Georgian refugees from the war in South Ossetia say they're being told not to take part in street protests. Some of them were sent letters from the Internal Affairs Ministry in Tbilisi warning them against participating.
For more than a year Georgian refugees who fled last year’s battle zones near South Ossetia have been living in what used to be army barracks. The taps leak and the ceilings are caving in. They’re afraid to show their faces on camera, but off camera they’re angry and blame their government.
However, not many of them make it to the streets of Tbilisi, where thousands of protestors have for months been calling on the government to step down. It’s not because they don’t want to. It’s because they’ve been warned not to.
The warning came in a letter from the Ministry of Internal Affairs signed by the chief of the Tbilisi police and addressed to thousands of people by name.
“Mr Nick, we have information that during the protest some extremist groups are going to manage provocations and we appeal to you not to take part in these actions,” Kakha Kukava from the Conservative Party of Georgia reads to RT from the letter he got.
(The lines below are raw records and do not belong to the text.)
//! Score encoding
//!
//! This module wraps engine results into versioned envelopes for the score
//! sink. Every envelope carries producer metadata and a fresh record id.

use crate::assessment::{AssessmentSummary, TaskId, TaskScore};
use crate::error::EngineError;
use crate::tracer::TraceOutcome;
use crate::types::DifficultyTier;
use crate::{ENGINE_VERSION, PRODUCER_NAME};
use chrono::Utc;
use serde::{Deserialize, Serialize};
use uuid::Uuid;

/// Current envelope schema version
pub const RECORD_SCHEMA_VERSION: &str = "1.0.0";

#[derive(Debug, Clone, PartialEq, Eq, Serialize, Deserialize)]
pub struct Producer {
    pub name: String,
    pub version: String,
    pub instance_id: String,
}

/// A result handed to the score sink
#[derive(Debug, Clone, PartialEq, Serialize, Deserialize)]
#[serde(tag = "kind", rename_all = "snake_case")]
pub enum ScoreRecord {
    Trace {
        #[serde(default, skip_serializing_if = "Option::is_none")]
        item_id: Option<String>,
        tier: DifficultyTier,
        outcome: TraceOutcome,
    },
    TaskScore {
        task: TaskId,
        score: TaskScore,
    },
    Assessment {
        summary: AssessmentSummary,
    },
}

#[derive(Debug, Clone, PartialEq, Serialize, Deserialize)]
pub struct ScoreEnvelope {
    pub schema_version: String,
    pub producer: Producer,
    pub record_id: String,
    pub computed_at_utc: String,
    pub record: ScoreRecord,
}

/// Encoder for score envelopes
pub struct ScoreEncoder {
    instance_id: String,
}

impl Default for ScoreEncoder {
    fn default() -> Self {
        Self::new()
    }
}

impl ScoreEncoder {
    /// Create a new encoder with a unique instance ID
    pub fn new() -> Self {
        Self {
            instance_id: Uuid::new_v4().to_string(),
        }
    }

    pub fn with_instance_id(instance_id: String) -> Self {
        Self { instance_id }
    }

    pub fn instance_id(&self) -> &str {
        &self.instance_id
    }

    pub fn encode(&self, record: ScoreRecord) -> Result<ScoreEnvelope, EngineError> {
        if let ScoreRecord::Trace {
            outcome: TraceOutcome::Aborted { progress },
            ..
        } = &record
        {
            if !progress.is_finite() {
                return Err(EngineError::EncodingError(format!(
                    "trace progress is not finite: {progress}"
                )));
            }
        }

        Ok(ScoreEnvelope {
            schema_version: RECORD_SCHEMA_VERSION.to_string(),
            producer: Producer {
                name: PRODUCER_NAME.to_string(),
                version: ENGINE_VERSION.to_string(),
                instance_id: self.instance_id.clone(),
            },
            record_id: Uuid::new_v4().to_string(),
            computed_at_utc: Utc::now().to_rfc3339(),
            record,
        })
    }

    /// Encode to a pretty JSON string
    pub fn encode_to_json(&self, record: ScoreRecord) -> Result<String, EngineError> {
        let envelope = self.encode(record)?;
        serde_json::to_string_pretty(&envelope).map_err(EngineError::JsonError)
    }
}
Kakha says the talk about terrorist actions is just an excuse – the letters are part of the government’s campaign to intimidate, harass and unlawfully imprison those who oppose it.
His party is keeping the documents as evidence for a future legal suit.
“It’s a very rare case when we have official and open evidence of those intimidations because mainly police choose to phone people, to send them some people and to intimidate them unofficially, but it is very important evidence in a legal sense, because after a few months or when it is the trial of the Saakashvilli regime, it will be one of the most important pieces of evidence against them,” says Kakha.
Journalist Salome Gogokhia is also gathering evidence. She has spent weeks getting to know the refugees and slowly earning their trust.
“Everybody here wanted to join the street protests against the government, but those who got the letters didn’t dare. They stayed at home. Only a few people went in the end. The pressure was not only on those who the letters were addressed to, but their whole families. I know one woman who still went to demonstrate, she was fired from her job and her family now faces many problems,” says Salome.
When RT tried to get an official position on the matter, the official word from the Ministry of Internal Affairs was “no comment”. While it’s impossible to deny the existence of these letters, no-one seems to be prepared to take responsibility for them.